En uno de sus libros, S. Pinckaers nos habla de un asunto que me resulta especialmente atractivo: la libertad, y en concreto de un tipo de libertad que tiene nombre y apellido: Libertad de calidad. Desafortunadamente, estos temas suelen ser tratados paciflorinamente por algunos autores, y este es el motivo de que no sean leídos por el gran público.
Pongamos en ejemplo: Si nos compramos un piano, aunque no sepamos nada de música, somos libres de golpear cada tecla como nos dé la gana, pero esta libertad es rudimentaria, en cierta medida, salvaje; y nos impide tocar convenientemente aun lo más fácil sin errores. En cambio, quien posee el arte de tocar el piano ha adquirido realmente una libertad nueva: la capacidad de tocar convenientemente todas las piezas que quiera, y de componer otras nuevas.
La libertad, en el plano musical, se puede definir como: un poder lentamente adquirido de ejecutar con perfección las obras que deseamos. Pero hace falta ejercitarse de acuerdo a una disciplina firme y estable, hasta formar destrezas y desarrollar de hábitos.
Las etapas principales de la educación moral para adquirir la libertad de calidad son comparables a las etapas de la vida, a saber: infancia (disciplina); adolescencia (progreso); edad adulta (madurez o perfección de la voluntad).
Aquí se manifiesta de nuevo, una forma de libertad muy diferente a la elección entre cosas contrarias. Es una libertad sometida a unas reglas, pero es mucho más efectiva y se apoya sobre esas mismas normas para vivirla en plenitud. No se confunde con la libertad de cometer errores, torpezas, pecados, sino que reside más bien en la capacidad de evitarlos, sin que esto nos suponga un esfuerzo demasiado grande. Es propiamente una libertad de calidad, ya que nos capacita para lo que es mejor.
En contra de lo que muchos piensan, la ley es una ayuda exterior necesaria al desarrollo de la libertad, en conexión con el atractivo por la verdad. La ley es particularmente necesaria en la primera etapa de la educación.
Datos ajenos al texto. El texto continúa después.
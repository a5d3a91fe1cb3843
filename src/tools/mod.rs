//! Tools module for Astrai
//!
//! This module contains the tool declarations offered to the model, the
//! registry that dispatches tool calls to local resolvers, and the
//! resolvers themselves. Resolvers are synchronous and never call the
//! model gateway.

pub mod catalog;
pub mod insights;
pub mod navigate;
pub mod product;
pub mod status;

pub use insights::SearchInsightsTool;
pub use navigate::NavigateTool;
pub use product::ProductDatabaseTool;
pub use status::SystemStatusTool;

use crate::error::Result;
use serde::{Deserialize, Serialize};
use serde_json::{json, Map, Value};
use std::collections::HashMap;
use std::sync::Arc;
use std::time::Duration;

/// Payload returned for a tool name with no registered resolver
pub const UNKNOWN_TOOL_ERROR: &str = "UNKNOWN_TOOL: No resolver registered for this function.";

/// Tool declaration offered to the model with every conversational round
///
/// `parameters` uses the Gemini schema dialect (`OBJECT`, `STRING`).
#[derive(Debug, Clone, PartialEq, Serialize, Deserialize)]
pub struct ToolDeclaration {
    /// Unique tool name
    pub name: String,
    /// Description of what the tool does
    pub description: String,
    /// Schema describing required and optional named parameters
    pub parameters: Value,
}

impl ToolDeclaration {
    /// Create a new tool declaration
    ///
    /// # Arguments
    ///
    /// * `name` - Tool name
    /// * `description` - Tool description
    /// * `parameters` - Parameter schema
    pub fn new(name: impl Into<String>, description: impl Into<String>, parameters: Value) -> Self {
        Self {
            name: name.into(),
            description: description.into(),
            parameters,
        }
    }
}

/// Product card rendered by the UI
#[derive(Debug, Clone, PartialEq, Serialize, Deserialize)]
#[serde(rename_all = "camelCase")]
pub struct ProductWidget {
    pub name: String,
    pub status: String,
    pub specs: String,
    pub url: String,
    #[serde(default, skip_serializing_if = "Option::is_none")]
    pub external_url: Option<String>,
}

/// Telemetry panel rendered by the UI
#[derive(Debug, Clone, PartialEq, Serialize, Deserialize)]
#[serde(rename_all = "camelCase")]
pub struct StatusWidget {
    pub uptime: String,
    pub neural_load: String,
    pub signal_stability: String,
    pub active_nodes: u32,
    pub core_temperature: String,
    pub memory_integrity: String,
    pub node_id: String,
}

/// Navigation notice rendered by the UI
#[derive(Debug, Clone, PartialEq, Serialize, Deserialize)]
pub struct NavigationWidget {
    pub page: String,
    pub path: String,
}

/// UI rendering hint attached to a chat message
///
/// Serializes as `{"type": "...", "data": {...}}`.
#[derive(Debug, Clone, PartialEq, Serialize, Deserialize)]
#[serde(tag = "type", content = "data", rename_all = "lowercase")]
pub enum Widget {
    Product(ProductWidget),
    Status(StatusWidget),
    Navigation(NavigationWidget),
}

impl Widget {
    /// Returns the widget type name as seen by the UI
    pub fn kind(&self) -> &'static str {
        match self {
            Widget::Product(_) => "product",
            Widget::Status(_) => "status",
            Widget::Navigation(_) => "navigation",
        }
    }
}

/// Side effect requested by a resolver, dispatched by the session
#[derive(Debug, Clone, PartialEq)]
pub enum DeferredCommand {
    /// Navigate the UI to `path` once `delay` has elapsed
    Navigate { path: String, delay: Duration },
}

/// Outcome of one tool execution
#[derive(Debug, Clone, PartialEq)]
pub struct ToolOutput {
    /// JSON payload returned to the model
    pub payload: Value,
    /// Optional UI widget derived from the execution
    pub widget: Option<Widget>,
    /// Optional deferred side effect
    pub deferred: Option<DeferredCommand>,
}

impl ToolOutput {
    /// Create an output carrying only a payload
    pub fn new(payload: Value) -> Self {
        Self {
            payload,
            widget: None,
            deferred: None,
        }
    }

    /// Create an error output with a structured `error` field
    pub fn error(message: impl Into<String>) -> Self {
        Self::new(json!({ "error": message.into() }))
    }

    /// Attach a widget
    pub fn with_widget(mut self, widget: Widget) -> Self {
        self.widget = Some(widget);
        self
    }

    /// Attach a deferred command
    pub fn with_deferred(mut self, command: DeferredCommand) -> Self {
        self.deferred = Some(command);
        self
    }

    /// Returns true if the payload carries an `error` field
    pub fn is_error(&self) -> bool {
        self.payload.get("error").is_some()
    }
}

/// Tool executor trait for local resolvers
///
/// Execution is synchronous; resolvers read static or in-memory data only.
///
/// # Examples
///
/// ```
/// use astrai::tools::{ToolDeclaration, ToolExecutor, ToolOutput};
/// use astrai::error::Result;
/// use serde_json::{json, Map, Value};
///
/// struct PingTool;
///
/// impl ToolExecutor for PingTool {
///     fn declaration(&self) -> ToolDeclaration {
///         ToolDeclaration::new("ping", "Replies with pong", json!({"type": "OBJECT", "properties": {}}))
///     }
///
///     fn execute(&self, _args: &Map<String, Value>) -> Result<ToolOutput> {
///         Ok(ToolOutput::new(json!({"result": "pong"})))
///     }
/// }
///
/// assert_eq!(PingTool.declaration().name, "ping");
/// ```
pub trait ToolExecutor: Send + Sync {
    /// Returns the declaration offered to the model
    fn declaration(&self) -> ToolDeclaration;

    /// Executes the tool with the given arguments
    ///
    /// # Errors
    ///
    /// Returns error if the arguments cannot be interpreted. The registry
    /// converts such errors into an error payload.
    fn execute(&self, args: &Map<String, Value>) -> Result<ToolOutput>;
}

/// Tool registry mapping tool names to resolvers
///
/// Declarations are returned in registration order so every round offers
/// the same, stable tool list.
pub struct ToolRegistry {
    tools: HashMap<String, Arc<dyn ToolExecutor>>,
    order: Vec<String>,
}

impl ToolRegistry {
    /// Create a new empty tool registry
    pub fn new() -> Self {
        Self {
            tools: HashMap::new(),
            order: Vec::new(),
        }
    }

    /// Create a registry holding the four standard resolvers
    ///
    /// # Arguments
    ///
    /// * `navigation_delay` - Delay before a requested navigation is applied
    pub fn with_defaults(navigation_delay: Duration) -> Self {
        let mut registry = Self::new();
        registry.register(Arc::new(ProductDatabaseTool::new()));
        registry.register(Arc::new(SystemStatusTool::new()));
        registry.register(Arc::new(NavigateTool::new(navigation_delay)));
        registry.register(Arc::new(SearchInsightsTool::new()));
        registry
    }

    /// Register a tool executor under its declared name
    ///
    /// Registering a second executor with the same name replaces the first.
    pub fn register(&mut self, executor: Arc<dyn ToolExecutor>) {
        let name = executor.declaration().name;
        if self.tools.insert(name.clone(), executor).is_none() {
            self.order.push(name);
        }
    }

    /// Get a tool executor by name
    pub fn get(&self, name: &str) -> Option<Arc<dyn ToolExecutor>> {
        self.tools.get(name).cloned()
    }

    /// Get all tool declarations in registration order
    pub fn declarations(&self) -> Vec<ToolDeclaration> {
        self.order
            .iter()
            .filter_map(|name| self.tools.get(name))
            .map(|executor| executor.declaration())
            .collect()
    }

    /// Execute a tool by name
    ///
    /// Never fails: an unknown name or a resolver error is reported as a
    /// structured `error` field in the returned payload.
    pub fn execute(&self, name: &str, args: &Map<String, Value>) -> ToolOutput {
        let output = match self.get(name) {
            Some(executor) => match executor.execute(args) {
                Ok(output) => output,
                Err(e) => ToolOutput::error(format!("TOOL_FAILURE: {}", e)),
            },
            None => ToolOutput::error(UNKNOWN_TOOL_ERROR),
        };

        tracing::info!(
            target: "tool_audit",
            tool = %name,
            ok = !output.is_error(),
            widget = output.widget.as_ref().map(Widget::kind).unwrap_or("none"),
            "tool executed"
        );
        output
    }

    /// Get the number of registered tools
    pub fn len(&self) -> usize {
        self.tools.len()
    }

    /// Check if the registry is empty
    pub fn is_empty(&self) -> bool {
        self.tools.is_empty()
    }
}

impl Default for ToolRegistry {
    fn default() -> Self {
        Self::new()
    }
}

/// Read a string argument, trimming surrounding whitespace
pub(crate) fn string_arg<'a>(args: &'a Map<String, Value>, name: &str) -> Option<&'a str> {
    args.get(name)
        .and_then(Value::as_str)
        .map(str::trim)
        .filter(|s| !s.is_empty())
}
El amor por el bien, y lo verdadero, no limita nuestra libertad, sino que es su fundamento. Somos libres, no a pesar de esa tendencia, sino a causa de ella, y cuanto mejor desarrollemos ese gusto, más libres seremos, por lo tanto, somos atraídos por lo que es amable, mucho más que por la obligación de lo impuesto.
Sin embargo, al igual que en las artes y en los oficios, la experiencia nos muestra que existe una larga distancia entre nuestros buenos propósitos y nuestras capacidades, entre nuestras intenciones y nuestras realizaciones. Al comienzo de la vida moral, somos semejantes a los niños, poderosos en deseos y proyectos, pero débiles en voluntad. De ahí la necesidad de una educación, en el terreno moral, comparable al aprendizaje del dominio de las artes. Por lo tanto debemos aprender nuestro oficio de hombres mediante la educación de nuestra libertad.
En el plano moral, la madurez de la libertad desarrolla una energía que no decae. Es, por tanto, al mismo tiempo, comienzo y fin; es el fin de la educación, pero da el poder de emprender y de llevar a buen término las mejores obras. Paralelamente, la perfección del hombre -como ser corporal y espiritual- no nos permite poner un término a nuestros esfuerzos, es en nosotros un impulso que nos anima incansablemente a obrar de la mejor manera.
Cuanto más avanzamos en el plano moral, más nos vemos arrastrados por el crecimiento de la sabiduría y del amor que inspiran nuestra libertad a tomar iniciativas de calidad. En definitiva, la libertad de calidad se puede definir como la capacidad de obrar con calidad y perfección cuando nos dé la gana. Porque nos hemos capacitado para ello. Así pues, en la medida que crecemos en las virtudes y destrezas somos más libres, y aunque suene raro: mejor libres.